* [Goal of the exercise] Which lines below include "FieldId"? Copy them all.

(Saved data entries)
====================
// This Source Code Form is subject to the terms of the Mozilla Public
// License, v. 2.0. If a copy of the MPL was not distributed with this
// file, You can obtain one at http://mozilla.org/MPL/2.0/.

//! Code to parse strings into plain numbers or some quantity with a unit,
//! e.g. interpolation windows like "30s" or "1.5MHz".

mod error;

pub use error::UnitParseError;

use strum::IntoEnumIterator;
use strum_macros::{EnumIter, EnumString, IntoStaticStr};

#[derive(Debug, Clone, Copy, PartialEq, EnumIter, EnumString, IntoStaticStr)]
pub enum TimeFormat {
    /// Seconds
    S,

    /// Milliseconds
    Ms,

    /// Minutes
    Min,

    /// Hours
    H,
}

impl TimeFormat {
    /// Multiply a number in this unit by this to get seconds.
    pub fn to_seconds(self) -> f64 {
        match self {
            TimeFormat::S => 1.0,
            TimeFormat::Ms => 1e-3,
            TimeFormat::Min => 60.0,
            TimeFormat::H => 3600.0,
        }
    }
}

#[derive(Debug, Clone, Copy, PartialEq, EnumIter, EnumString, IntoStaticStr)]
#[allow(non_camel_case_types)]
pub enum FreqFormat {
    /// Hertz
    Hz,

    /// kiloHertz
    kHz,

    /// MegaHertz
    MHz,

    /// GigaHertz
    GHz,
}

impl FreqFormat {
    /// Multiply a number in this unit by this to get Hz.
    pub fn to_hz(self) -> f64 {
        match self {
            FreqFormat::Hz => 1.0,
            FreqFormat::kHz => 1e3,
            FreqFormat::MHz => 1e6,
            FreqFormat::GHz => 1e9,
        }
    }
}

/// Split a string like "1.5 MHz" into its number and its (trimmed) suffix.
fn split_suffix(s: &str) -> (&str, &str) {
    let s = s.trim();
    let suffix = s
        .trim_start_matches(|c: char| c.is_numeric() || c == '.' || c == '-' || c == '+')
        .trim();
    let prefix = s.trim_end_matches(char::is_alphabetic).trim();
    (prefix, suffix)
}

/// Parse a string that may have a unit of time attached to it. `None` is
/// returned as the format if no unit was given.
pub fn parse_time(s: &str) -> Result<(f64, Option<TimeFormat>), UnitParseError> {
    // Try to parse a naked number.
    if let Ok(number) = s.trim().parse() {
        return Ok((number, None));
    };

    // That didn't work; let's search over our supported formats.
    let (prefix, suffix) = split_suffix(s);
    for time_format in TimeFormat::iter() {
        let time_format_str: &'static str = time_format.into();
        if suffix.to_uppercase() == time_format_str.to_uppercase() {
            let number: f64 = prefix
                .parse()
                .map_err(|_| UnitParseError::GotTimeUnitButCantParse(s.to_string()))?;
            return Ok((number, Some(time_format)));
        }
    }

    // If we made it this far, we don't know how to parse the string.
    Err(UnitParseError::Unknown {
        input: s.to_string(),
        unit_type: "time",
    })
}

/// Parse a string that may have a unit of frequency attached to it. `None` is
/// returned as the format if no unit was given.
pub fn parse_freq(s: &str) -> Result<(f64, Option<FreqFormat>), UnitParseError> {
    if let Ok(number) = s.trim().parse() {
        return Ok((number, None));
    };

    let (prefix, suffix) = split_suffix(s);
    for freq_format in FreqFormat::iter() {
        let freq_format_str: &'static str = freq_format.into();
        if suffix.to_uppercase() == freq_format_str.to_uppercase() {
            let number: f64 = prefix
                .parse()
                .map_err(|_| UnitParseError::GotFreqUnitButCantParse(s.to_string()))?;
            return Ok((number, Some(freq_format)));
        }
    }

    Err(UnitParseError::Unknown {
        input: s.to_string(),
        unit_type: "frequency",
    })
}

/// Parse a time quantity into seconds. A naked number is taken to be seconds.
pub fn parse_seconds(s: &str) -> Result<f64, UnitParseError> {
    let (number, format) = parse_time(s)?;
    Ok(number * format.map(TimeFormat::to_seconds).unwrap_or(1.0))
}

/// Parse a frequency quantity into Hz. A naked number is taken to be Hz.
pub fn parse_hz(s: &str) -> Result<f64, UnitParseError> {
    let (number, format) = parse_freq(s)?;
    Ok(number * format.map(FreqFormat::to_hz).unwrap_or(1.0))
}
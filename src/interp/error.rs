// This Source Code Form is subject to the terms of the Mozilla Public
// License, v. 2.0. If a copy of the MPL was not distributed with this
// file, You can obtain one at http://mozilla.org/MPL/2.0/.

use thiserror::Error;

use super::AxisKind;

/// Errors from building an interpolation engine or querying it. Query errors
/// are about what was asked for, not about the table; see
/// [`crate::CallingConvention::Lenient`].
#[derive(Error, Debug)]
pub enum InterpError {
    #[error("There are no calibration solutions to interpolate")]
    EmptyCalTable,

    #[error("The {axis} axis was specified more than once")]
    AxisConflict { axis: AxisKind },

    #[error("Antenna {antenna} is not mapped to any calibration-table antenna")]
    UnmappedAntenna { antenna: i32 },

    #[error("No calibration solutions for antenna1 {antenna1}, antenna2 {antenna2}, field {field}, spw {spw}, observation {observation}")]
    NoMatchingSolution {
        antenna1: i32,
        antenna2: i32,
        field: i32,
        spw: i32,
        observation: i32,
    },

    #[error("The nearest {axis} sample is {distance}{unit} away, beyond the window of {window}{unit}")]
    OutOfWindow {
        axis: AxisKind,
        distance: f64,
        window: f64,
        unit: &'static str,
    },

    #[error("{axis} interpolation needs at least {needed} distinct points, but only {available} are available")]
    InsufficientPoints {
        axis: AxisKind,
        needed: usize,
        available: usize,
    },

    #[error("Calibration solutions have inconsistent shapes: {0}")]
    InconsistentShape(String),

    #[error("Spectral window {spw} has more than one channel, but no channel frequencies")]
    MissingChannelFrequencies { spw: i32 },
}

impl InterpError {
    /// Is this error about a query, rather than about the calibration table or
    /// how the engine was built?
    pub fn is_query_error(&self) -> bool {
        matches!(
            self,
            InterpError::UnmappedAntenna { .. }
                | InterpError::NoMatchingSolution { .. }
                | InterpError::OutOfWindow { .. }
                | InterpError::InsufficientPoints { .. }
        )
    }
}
====================
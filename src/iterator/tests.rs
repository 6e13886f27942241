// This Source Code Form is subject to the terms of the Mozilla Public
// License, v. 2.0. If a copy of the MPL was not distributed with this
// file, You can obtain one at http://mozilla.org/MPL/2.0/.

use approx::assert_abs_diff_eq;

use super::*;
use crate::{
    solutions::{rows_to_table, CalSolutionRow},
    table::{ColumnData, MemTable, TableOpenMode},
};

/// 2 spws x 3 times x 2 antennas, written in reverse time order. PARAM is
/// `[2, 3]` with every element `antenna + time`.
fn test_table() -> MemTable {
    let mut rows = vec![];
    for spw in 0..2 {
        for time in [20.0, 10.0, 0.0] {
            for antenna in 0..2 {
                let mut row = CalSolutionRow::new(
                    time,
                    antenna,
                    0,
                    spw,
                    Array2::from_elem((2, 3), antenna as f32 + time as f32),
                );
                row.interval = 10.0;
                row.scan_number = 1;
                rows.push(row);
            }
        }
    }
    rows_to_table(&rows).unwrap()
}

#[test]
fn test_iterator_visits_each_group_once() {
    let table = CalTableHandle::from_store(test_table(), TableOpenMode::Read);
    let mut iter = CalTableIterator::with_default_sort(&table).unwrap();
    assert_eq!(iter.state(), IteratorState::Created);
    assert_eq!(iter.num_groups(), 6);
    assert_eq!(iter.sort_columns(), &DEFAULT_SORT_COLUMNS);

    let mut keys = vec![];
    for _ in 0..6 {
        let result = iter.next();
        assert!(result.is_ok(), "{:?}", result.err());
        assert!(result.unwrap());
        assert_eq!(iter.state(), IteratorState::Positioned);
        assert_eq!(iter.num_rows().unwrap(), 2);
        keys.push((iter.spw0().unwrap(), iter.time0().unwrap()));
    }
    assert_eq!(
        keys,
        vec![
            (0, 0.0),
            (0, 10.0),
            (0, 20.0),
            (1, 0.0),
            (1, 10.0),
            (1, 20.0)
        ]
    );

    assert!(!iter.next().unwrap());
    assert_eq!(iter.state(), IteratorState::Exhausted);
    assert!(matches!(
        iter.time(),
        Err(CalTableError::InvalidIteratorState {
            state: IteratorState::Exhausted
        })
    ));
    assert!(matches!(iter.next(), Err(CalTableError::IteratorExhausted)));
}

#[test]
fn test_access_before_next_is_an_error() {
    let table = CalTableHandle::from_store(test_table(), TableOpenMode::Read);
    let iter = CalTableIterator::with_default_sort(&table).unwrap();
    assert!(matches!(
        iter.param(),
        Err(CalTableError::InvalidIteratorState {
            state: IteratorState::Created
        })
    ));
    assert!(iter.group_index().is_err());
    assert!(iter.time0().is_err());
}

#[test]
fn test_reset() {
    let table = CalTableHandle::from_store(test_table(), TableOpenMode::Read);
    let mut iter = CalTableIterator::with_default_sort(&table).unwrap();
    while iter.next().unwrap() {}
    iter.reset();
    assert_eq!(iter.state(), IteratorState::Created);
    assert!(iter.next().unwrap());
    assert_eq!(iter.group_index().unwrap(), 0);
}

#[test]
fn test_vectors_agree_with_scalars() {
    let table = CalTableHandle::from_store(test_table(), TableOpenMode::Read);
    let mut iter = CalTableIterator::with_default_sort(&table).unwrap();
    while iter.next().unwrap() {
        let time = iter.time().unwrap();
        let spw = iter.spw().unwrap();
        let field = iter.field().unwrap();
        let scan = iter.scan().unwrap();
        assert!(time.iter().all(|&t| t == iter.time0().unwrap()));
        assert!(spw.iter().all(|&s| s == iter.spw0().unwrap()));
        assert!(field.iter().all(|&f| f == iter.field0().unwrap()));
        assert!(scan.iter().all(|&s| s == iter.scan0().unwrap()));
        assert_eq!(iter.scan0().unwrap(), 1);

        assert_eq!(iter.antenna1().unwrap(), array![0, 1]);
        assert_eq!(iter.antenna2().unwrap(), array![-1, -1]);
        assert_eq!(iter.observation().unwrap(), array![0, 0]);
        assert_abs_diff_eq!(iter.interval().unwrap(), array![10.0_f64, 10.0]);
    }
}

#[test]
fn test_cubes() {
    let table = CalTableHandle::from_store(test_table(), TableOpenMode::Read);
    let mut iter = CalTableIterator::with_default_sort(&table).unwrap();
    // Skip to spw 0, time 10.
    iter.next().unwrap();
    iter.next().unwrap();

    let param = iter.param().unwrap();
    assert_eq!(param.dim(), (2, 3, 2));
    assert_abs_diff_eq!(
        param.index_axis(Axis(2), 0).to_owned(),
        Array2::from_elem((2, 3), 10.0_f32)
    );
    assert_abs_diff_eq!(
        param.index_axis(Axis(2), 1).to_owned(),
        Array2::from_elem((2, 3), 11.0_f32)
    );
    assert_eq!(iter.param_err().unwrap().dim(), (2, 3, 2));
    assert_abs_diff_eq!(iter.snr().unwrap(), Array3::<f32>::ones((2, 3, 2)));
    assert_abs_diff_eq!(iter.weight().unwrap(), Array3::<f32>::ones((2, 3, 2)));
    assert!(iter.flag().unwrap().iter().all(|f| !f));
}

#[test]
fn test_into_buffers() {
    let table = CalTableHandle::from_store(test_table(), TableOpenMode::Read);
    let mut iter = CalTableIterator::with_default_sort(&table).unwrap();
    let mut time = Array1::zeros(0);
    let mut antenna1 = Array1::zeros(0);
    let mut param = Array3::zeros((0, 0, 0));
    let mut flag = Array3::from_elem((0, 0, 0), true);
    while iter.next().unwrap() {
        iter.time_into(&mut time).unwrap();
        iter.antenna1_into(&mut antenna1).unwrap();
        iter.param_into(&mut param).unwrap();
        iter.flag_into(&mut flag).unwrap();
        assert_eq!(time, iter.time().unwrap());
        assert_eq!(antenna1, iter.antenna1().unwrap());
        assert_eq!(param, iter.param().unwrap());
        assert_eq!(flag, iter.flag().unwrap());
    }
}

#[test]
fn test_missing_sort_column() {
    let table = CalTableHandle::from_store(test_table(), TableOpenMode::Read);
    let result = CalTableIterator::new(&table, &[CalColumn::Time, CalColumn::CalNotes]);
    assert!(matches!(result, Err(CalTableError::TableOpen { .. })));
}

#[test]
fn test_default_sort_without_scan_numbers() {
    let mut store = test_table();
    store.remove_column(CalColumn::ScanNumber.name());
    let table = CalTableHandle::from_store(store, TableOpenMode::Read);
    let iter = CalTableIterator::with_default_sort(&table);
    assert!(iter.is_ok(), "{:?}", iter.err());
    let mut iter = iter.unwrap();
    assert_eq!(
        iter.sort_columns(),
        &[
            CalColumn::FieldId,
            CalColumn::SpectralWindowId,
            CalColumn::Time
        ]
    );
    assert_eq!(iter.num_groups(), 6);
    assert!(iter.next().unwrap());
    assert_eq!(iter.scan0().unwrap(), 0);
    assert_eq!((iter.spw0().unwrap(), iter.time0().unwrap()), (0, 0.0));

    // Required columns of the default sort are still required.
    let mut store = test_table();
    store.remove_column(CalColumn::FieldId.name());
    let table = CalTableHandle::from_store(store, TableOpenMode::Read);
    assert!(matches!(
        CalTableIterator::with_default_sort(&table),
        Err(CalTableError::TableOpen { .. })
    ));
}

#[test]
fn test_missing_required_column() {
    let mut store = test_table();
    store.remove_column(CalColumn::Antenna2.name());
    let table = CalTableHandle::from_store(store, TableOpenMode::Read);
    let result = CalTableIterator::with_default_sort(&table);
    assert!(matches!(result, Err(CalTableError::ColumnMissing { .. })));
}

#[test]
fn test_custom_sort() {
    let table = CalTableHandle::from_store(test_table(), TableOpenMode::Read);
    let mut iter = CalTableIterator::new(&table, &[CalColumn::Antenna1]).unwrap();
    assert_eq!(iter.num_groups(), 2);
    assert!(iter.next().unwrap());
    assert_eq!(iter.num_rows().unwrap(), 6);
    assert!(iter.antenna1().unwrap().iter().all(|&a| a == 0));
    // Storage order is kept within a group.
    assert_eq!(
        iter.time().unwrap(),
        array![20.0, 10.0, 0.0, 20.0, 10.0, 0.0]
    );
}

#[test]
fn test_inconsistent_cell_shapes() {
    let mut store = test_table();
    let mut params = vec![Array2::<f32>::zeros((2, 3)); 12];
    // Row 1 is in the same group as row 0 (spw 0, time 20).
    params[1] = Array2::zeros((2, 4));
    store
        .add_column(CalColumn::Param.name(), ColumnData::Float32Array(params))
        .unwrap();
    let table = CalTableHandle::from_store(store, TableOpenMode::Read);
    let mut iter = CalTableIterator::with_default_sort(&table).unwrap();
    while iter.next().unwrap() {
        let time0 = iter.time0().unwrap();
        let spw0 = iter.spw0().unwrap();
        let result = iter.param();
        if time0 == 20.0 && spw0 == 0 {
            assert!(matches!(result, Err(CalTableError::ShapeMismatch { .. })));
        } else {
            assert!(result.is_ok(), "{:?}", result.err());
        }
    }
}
====================
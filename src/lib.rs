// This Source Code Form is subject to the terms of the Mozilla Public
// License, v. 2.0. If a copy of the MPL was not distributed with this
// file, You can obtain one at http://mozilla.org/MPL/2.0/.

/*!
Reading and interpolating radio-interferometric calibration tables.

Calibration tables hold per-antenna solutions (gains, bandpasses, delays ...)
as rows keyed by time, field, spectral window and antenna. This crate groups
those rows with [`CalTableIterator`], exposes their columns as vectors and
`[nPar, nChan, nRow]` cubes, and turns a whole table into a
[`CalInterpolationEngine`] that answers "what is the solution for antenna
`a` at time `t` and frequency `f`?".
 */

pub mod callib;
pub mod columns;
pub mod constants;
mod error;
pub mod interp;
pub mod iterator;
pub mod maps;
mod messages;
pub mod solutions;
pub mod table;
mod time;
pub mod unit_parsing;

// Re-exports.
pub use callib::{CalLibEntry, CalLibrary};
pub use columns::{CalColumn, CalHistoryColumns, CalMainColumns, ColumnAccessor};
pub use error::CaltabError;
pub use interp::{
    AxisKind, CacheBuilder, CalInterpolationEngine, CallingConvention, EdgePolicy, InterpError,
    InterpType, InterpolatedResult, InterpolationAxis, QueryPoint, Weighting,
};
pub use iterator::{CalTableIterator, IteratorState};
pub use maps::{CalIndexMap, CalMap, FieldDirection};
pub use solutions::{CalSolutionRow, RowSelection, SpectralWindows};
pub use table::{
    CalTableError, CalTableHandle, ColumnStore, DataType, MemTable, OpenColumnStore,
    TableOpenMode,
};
====================
* [Written response]
            CalColumn::FieldId,
    store.remove_column(CalColumn::FieldId.name());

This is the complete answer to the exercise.